For Garnishing the Kadai Mushroom

  • Ginger – ½ inch julienne
  • Coriander – 1 – 2 tablespoon chopped

How to make

Making the kadai Masala

  1. Start with making the star ingredient of Kadai Mushroom. Heat a pan and dry roast the ingredients of kadai masala on a low flame for about or until the mixture releases a fragrance. Let the spices cool, use a dry blender to make a coarse powder.

Chop the mushroom

  1. It is important to clean mushroom properly as it can have dirt residue on it. Wash the mushroom thoroughly. Use a clean napkin to pat dry, in order to remove excess moisture. Depending on the size of the mushroom, cut the mushrooms into halves or quarters. Remember to trim thin slices from the ends of the stems before chopping.

Dice into squares 1 onion and capsicum. Roughly chop the other onion and tomato. Crush ginger and garlic to a pasty form.

Cooking Kadai Mushroom

  1. Take a Kadai and add 1 teaspoon oil. Once heated add ginger and garlic paste, sauté for about ½ a minute until the smell evaporated. Add onion and sauté till they turn slightly pink, add tomatoes and a pinch of salt to help them cook.

  2. Add cashew nuts and cook until tomatoes turn mushy. Let it cool a bit and then use a blender to make a smooth paste of the mixture.

  3. Reheat the kadai, add 1 teaspoon oil. Once heated add sliced mushroom and sauté for 3 minutes. The mushroom will release water, sauté on medium flame until the water almost evaporates. Add capsicum and onion cubes. Sauté them for about 2 minutes, remember the crunchiness of onion and capsicum add texture to the Kadai Mushroom, so do not overcook them. Set the mixture on the side.

  4. Take the same kadai, add oil. Once heated add kadai masala and let it cook for about 2 minutes.

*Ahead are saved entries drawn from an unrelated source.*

use crate::{
    features::auth::{
        state::{sign_out, use_auth},
        types::CurrentUser,
    },
    routes::paths,
};
use leptos::prelude::*;
use leptos_router::{NavigateOptions, components::A, hooks::use_navigate};

/// Dashboard header: brand, sidebar toggle, user bubble and logout.
#[component]
pub fn Topbar(user: CurrentUser, sidebar_open: RwSignal<bool>) -> impl IntoView {
    let auth = use_auth();
    let navigate = use_navigate();
    let on_logout = move |_| {
        let navigate = navigate.clone();
        sign_out(auth.clone(), move || {
            navigate(
                paths::LOGIN,
                NavigateOptions {
                    replace: true,
                    ..Default::default()
                },
            );
        });
    };

    view! {
        <header class="flex items-center justify-between border-b border-gray-200 bg-white px-4 py-3 dark:border-gray-800 dark:bg-gray-900">
            <div class="flex items-center gap-3">
                <button
                    type="button"
                    class="inline-flex h-9 w-9 items-center justify-center rounded-lg text-gray-500 hover:bg-gray-100 dark:text-gray-400 dark:hover:bg-gray-800"
                    aria-label="Toggle sidebar"
                    on:click=move |_| sidebar_open.update(|open| *open = !*open)
                >
                    <span class="material-symbols-outlined">"menu"</span>
                </button>
                <A href=paths::HOME {..} class="text-lg font-bold text-red-700 dark:text-red-400">
                    "RedLink"
                </A>
            </div>
            <div class="flex items-center gap-3">
                <span class="hidden sm:block text-sm text-gray-600 dark:text-gray-300">
                    {user.name.clone()}
                    <span class="ml-2 text-xs text-gray-400">{user.role.label()}</span>
                </span>
                <span
                    class="inline-flex h-9 w-9 items-center justify-center rounded-full bg-red-100 text-sm font-semibold text-red-800"
                    title=user.name.clone()
                >
                    {user.initial()}
                </span>
                <button
                    type="button"
                    class="text-sm font-medium text-gray-600 hover:text-red-700 dark:text-gray-300"
                    on:click=on_logout
                >
                    "Logout"
                </button>
            </div>
        </header>
    }
}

Add the onion and tomato mixture, saute it for about 3 – 5 minutes on a medium flame. Add salt and red chili powder, as you observe that the mixture is starting to release some oil, add water into the mix as per the consistency required.

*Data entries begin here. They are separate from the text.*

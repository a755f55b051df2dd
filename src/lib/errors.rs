use thiserror::Error;

/// Errors surfaced to pages. `Display` output is shown to users as-is, so
/// variants must never carry tokens or passwords.
#[derive(Clone, Debug, Error, PartialEq, Eq)]
pub enum AppError {
    #[error("Config error: {0}")]
    Config(String),
    #[error("Network error: {0}")]
    Network(String),
    #[error("Timeout: {0}")]
    Timeout(String),
    #[error("Request failed ({status}): {message}")]
    Http { status: u16, message: String },
    #[error("Response error: {0}")]
    Parse(String),
    #[error("Request error: {0}")]
    Serialization(String),
}

impl AppError {
    /// HTTP status for API rejections, `None` for transport-level failures.
    pub fn status(&self) -> Option<u16> {
        match self {
            AppError::Http { status, .. } => Some(*status),
            _ => None,
        }
    }

    pub fn is_unauthorized(&self) -> bool {
        self.status() == Some(401)
    }

    /// Message without the variant prefix, for inline form alerts.
    pub fn message(&self) -> &str {
        match self {
            AppError::Config(message)
            | AppError::Network(message)
            | AppError::Timeout(message)
            | AppError::Parse(message)
            | AppError::Serialization(message)
            | AppError::Http { message, .. } => message,
        }
    }
}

  5. After the gravy starts thickening a little adds the sautéed mushroom, capsicum and onion. Let it cook for just about a minute on medium flame. Add dried fenugreek leaves, switch off the gas and cover with a lid. Let it rest for about 5 – 10 minutes.

  6. Taste and adjust salt, transfer into a serving dish or leave it the Kadai for the full effect. Add ginger juliennes and chopped coriander leaves. Serve with rice or bread of your choice.


  • While Kadai Mushroom usually uses button mushrooms, you can switch to shiitake, chanterelle or portabella for variations.
  • While the spice mix, i.e. the kadai masala can be stored in an airtight jar for later and is also available in stores, the flavor profile of Kadai Mushroom comes out best when the spices are freshly dry roasted.
  • If you want to make curry less spicy but still want to keep the deep red color of the gravy, use Kashmiri dry chilies.

Nutritional Value of Kadai Mushroom

  1. Calories 77
  2. Total Fat 2g
  3. Sodium 10mg
  4. Potassium 488mg
  5. Total Carbohydrates 13g
  6. Dietary Fiber 3g
  7. Sugars 5g
  8. Protein 4g


So, this is everything you needed to know about the famous Kadai Mushroom Recipe. Cook it at your home and get ready to receive praise from everyone.